Saved data entries
Start of Block

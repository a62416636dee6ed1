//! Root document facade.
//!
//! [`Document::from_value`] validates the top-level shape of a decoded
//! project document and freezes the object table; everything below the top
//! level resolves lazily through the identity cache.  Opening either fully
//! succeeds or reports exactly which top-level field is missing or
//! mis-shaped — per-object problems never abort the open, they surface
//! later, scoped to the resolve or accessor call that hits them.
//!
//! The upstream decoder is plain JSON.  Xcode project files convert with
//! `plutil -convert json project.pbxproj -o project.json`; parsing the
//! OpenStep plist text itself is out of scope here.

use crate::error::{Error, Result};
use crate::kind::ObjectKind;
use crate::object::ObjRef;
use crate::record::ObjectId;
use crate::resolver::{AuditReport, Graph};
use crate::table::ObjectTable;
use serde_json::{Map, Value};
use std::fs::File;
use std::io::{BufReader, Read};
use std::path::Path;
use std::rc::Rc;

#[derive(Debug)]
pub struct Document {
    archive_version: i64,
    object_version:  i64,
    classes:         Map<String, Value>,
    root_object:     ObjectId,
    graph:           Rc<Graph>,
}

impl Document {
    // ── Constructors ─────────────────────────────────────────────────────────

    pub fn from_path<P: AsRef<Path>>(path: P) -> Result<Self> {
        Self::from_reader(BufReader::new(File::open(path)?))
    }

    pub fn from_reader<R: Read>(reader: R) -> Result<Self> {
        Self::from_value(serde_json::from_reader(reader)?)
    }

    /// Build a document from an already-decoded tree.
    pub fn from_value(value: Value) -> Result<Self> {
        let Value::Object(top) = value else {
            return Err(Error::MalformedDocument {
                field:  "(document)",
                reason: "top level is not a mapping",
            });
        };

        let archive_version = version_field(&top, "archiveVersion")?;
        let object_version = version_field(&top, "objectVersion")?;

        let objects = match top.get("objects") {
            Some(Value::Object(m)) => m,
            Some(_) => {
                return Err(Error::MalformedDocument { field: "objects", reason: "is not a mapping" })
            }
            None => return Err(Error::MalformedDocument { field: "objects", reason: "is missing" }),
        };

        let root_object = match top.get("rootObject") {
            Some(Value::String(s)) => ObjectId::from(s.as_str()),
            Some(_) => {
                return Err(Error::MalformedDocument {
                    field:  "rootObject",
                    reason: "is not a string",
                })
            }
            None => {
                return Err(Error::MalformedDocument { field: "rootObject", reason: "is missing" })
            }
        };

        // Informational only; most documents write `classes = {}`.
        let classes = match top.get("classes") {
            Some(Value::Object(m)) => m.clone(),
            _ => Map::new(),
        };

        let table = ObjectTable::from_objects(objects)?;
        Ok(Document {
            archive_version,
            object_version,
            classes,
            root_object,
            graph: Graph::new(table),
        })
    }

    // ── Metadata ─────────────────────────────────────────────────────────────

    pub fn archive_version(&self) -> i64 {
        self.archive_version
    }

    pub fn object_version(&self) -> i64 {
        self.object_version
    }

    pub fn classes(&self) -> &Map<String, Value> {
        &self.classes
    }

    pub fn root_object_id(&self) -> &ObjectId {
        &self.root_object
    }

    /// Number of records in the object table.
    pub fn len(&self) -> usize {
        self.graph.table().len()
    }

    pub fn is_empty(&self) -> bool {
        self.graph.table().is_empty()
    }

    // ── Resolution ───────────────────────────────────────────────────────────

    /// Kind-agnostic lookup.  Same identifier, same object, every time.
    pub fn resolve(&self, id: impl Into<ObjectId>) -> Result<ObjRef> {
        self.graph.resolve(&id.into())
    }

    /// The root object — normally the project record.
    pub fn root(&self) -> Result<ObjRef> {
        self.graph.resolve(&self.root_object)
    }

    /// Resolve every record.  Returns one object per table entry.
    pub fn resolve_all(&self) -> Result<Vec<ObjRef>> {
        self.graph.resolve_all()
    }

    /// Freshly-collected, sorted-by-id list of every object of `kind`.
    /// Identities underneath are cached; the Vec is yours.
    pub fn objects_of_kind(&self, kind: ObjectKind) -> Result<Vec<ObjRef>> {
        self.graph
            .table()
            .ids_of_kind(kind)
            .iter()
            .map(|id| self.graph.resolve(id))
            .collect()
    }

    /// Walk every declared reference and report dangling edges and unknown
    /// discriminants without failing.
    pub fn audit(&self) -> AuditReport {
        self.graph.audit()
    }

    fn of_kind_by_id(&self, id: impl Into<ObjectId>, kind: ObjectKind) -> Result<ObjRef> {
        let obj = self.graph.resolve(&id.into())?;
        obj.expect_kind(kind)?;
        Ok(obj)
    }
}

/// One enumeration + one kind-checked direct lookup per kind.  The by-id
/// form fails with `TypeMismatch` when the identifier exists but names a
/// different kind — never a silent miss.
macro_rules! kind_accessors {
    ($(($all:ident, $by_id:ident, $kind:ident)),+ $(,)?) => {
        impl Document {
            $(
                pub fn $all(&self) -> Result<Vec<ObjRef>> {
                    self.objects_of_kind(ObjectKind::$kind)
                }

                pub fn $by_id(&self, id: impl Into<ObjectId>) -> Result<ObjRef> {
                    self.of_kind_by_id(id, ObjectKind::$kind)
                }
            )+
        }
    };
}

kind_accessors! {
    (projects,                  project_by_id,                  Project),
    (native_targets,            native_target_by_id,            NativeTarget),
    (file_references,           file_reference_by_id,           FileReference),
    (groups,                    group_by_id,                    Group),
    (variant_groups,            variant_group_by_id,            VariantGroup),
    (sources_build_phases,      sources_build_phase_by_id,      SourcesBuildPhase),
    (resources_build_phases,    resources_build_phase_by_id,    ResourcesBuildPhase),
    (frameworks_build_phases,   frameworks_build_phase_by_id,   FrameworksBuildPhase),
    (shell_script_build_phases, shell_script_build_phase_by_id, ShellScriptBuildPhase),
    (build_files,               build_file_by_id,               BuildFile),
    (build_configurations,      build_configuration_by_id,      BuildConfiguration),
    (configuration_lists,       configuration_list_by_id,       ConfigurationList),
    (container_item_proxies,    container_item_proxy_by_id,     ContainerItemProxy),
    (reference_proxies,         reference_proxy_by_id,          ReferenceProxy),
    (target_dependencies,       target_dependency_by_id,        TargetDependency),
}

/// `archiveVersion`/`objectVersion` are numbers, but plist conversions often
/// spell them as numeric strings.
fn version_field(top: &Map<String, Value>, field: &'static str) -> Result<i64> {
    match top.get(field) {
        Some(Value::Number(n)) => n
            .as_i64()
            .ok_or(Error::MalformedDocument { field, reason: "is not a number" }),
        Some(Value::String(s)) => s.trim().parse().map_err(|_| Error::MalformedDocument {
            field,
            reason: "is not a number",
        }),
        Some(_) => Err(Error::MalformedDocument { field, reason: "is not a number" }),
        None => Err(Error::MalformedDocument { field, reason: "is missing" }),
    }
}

End of Block

**Your goal**
When the entries above are retyped, each line must stay exactly as it is.

**Problem solution**
repository a62416636dee6ed1
//! Root document facade.
//!
//! [`Document::from_value`] validates the top-level shape of a decoded
//! project document and freezes the object table; everything below the top
//! level resolves lazily through the identity cache.  Opening either fully
//! succeeds or reports exactly which top-level field is missing or
//! mis-shaped — per-object problems never abort the open, they surface
//! later, scoped to the resolve or accessor call that hits them.
//!
//! The upstream decoder is plain JSON.  Xcode project files convert with
//! `plutil -convert json project.pbxproj -o project.json`; parsing the
//! OpenStep plist text itself is out of scope here.

use crate::error::{Error, Result};
use crate::kind::ObjectKind;
use crate::object::ObjRef;
use crate::record::ObjectId;
use crate::resolver::{AuditReport, Graph};
use crate::table::ObjectTable;
use serde_json::{Map, Value};
use std::fs::File;
use std::io::{BufReader, Read};
use std::path::Path;
use std::rc::Rc;

#[derive(Debug)]
pub struct Document {
    archive_version: i64,
    object_version:  i64,
    classes:         Map<String, Value>,
    root_object:     ObjectId,
    graph:           Rc<Graph>,
}

impl Document {
    // ── Constructors ─────────────────────────────────────────────────────────

    pub fn from_path<P: AsRef<Path>>(path: P) -> Result<Self> {
        Self::from_reader(BufReader::new(File::open(path)?))
    }

    pub fn from_reader<R: Read>(reader: R) -> Result<Self> {
        Self::from_value(serde_json::from_reader(reader)?)
    }

    /// Build a document from an already-decoded tree.
    pub fn from_value(value: Value) -> Result<Self> {
        let Value::Object(top) = value else {
            return Err(Error::MalformedDocument {
                field:  "(document)",
                reason: "top level is not a mapping",
            });
        };

        let archive_version = version_field(&top, "archiveVersion")?;
        let object_version = version_field(&top, "objectVersion")?;

        let objects = match top.get("objects") {
            Some(Value::Object(m)) => m,
            Some(_) => {
                return Err(Error::MalformedDocument { field: "objects", reason: "is not a mapping" })
            }
            None => return Err(Error::MalformedDocument { field: "objects", reason: "is missing" }),
        };

        let root_object = match top.get("rootObject") {
            Some(Value::String(s)) => ObjectId::from(s.as_str()),
            Some(_) => {
                return Err(Error::MalformedDocument {
                    field:  "rootObject",
                    reason: "is not a string",
                })
            }
            None => {
                return Err(Error::MalformedDocument { field: "rootObject", reason: "is missing" })
            }
        };

        // Informational only; most documents write `classes = {}`.
        let classes = match top.get("classes") {
            Some(Value::Object(m)) => m.clone(),
            _ => Map::new(),
        };

        let table = ObjectTable::from_objects(objects)?;
        Ok(Document {
            archive_version,
            object_version,
            classes,
            root_object,
            graph: Graph::new(table),
        })
    }

    // ── Metadata ─────────────────────────────────────────────────────────────

    pub fn archive_version(&self) -> i64 {
        self.archive_version
    }

    pub fn object_version(&self) -> i64 {
        self.object_version
    }

    pub fn classes(&self) -> &Map<String, Value> {
        &self.classes
    }

    pub fn root_object_id(&self) -> &ObjectId {
        &self.root_object
    }

    /// Number of records in the object table.
    pub fn len(&self) -> usize {
        self.graph.table().len()
    }

    pub fn is_empty(&self) -> bool {
        self.graph.table().is_empty()
    }

    // ── Resolution ───────────────────────────────────────────────────────────

    /// Kind-agnostic lookup.  Same identifier, same object, every time.
    pub fn resolve(&self, id: impl Into<ObjectId>) -> Result<ObjRef> {
        self.graph.resolve(&id.into())
    }

    /// The root object — normally the project record.
    pub fn root(&self) -> Result<ObjRef> {
        self.graph.resolve(&self.root_object)
    }

    /// Resolve every record.  Returns one object per table entry.
    pub fn resolve_all(&self) -> Result<Vec<ObjRef>> {
        self.graph.resolve_all()
    }

    /// Freshly-collected, sorted-by-id list of every object of `kind`.
    /// Identities underneath are cached; the Vec is yours.
    pub fn objects_of_kind(&self, kind: ObjectKind) -> Result<Vec<ObjRef>> {
        self.graph
            .table()
            .ids_of_kind(kind)
            .iter()
            .map(|id| self.graph.resolve(id))
            .collect()
    }

    /// Walk every declared reference and report dangling edges and unknown
    /// discriminants without failing.
    pub fn audit(&self) -> AuditReport {
        self.graph.audit()
    }

    fn of_kind_by_id(&self, id: impl Into<ObjectId>, kind: ObjectKind) -> Result<ObjRef> {
        let obj = self.graph.resolve(&id.into())?;
        obj.expect_kind(kind)?;
        Ok(obj)
    }
}

/// One enumeration + one kind-checked direct lookup per kind.  The by-id
/// form fails with `TypeMismatch` when the identifier exists but names a
/// different kind — never a silent miss.
macro_rules! kind_accessors {
    ($(($all:ident, $by_id:ident, $kind:ident)),+ $(,)?) => {
        impl Document {
            $(
                pub fn $all(&self) -> Result<Vec<ObjRef>> {
                    self.objects_of_kind(ObjectKind::$kind)
                }

                pub fn $by_id(&self, id: impl Into<ObjectId>) -> Result<ObjRef> {
                    self.of_kind_by_id(id, ObjectKind::$kind)
                }
            )+
        }
    };
}

kind_accessors! {
    (projects,                  project_by_id,                  Project),
    (native_targets,            native_target_by_id,            NativeTarget),
    (file_references,           file_reference_by_id,           FileReference),
    (groups,                    group_by_id,                    Group),
    (variant_groups,            variant_group_by_id,            VariantGroup),
    (sources_build_phases,      sources_build_phase_by_id,      SourcesBuildPhase),
    (resources_build_phases,    resources_build_phase_by_id,    ResourcesBuildPhase),
    (frameworks_build_phases,   frameworks_build_phase_by_id,   FrameworksBuildPhase),
    (shell_script_build_phases, shell_script_build_phase_by_id, ShellScriptBuildPhase),
    (build_files,               build_file_by_id,               BuildFile),
    (build_configurations,      build_configuration_by_id,      BuildConfiguration),
    (configuration_lists,       configuration_list_by_id,       ConfigurationList),
    (container_item_proxies,    container_item_proxy_by_id,     ContainerItemProxy),
    (reference_proxies,         reference_proxy_by_id,          ReferenceProxy),
    (target_dependencies,       target_dependency_by_id,        TargetDependency),
}

/// `archiveVersion`/`objectVersion` are numbers, but plist conversions often
/// spell them as numeric strings.
fn version_field(top: &Map<String, Value>, field: &'static str) -> Result<i64> {
    match top.get(field) {
        Some(Value::Number(n)) => n
            .as_i64()
            .ok_or(Error::MalformedDocument { field, reason: "is not a number" }),
        Some(Value::String(s)) => s.trim().parse().map_err(|_| Error::MalformedDocument {
            field,
            reason: "is not a number",
        }),
        Some(_) => Err(Error::MalformedDocument { field, reason: "is not a number" }),
        None => Err(Error::MalformedDocument { field, reason: "is missing" }),
    }
}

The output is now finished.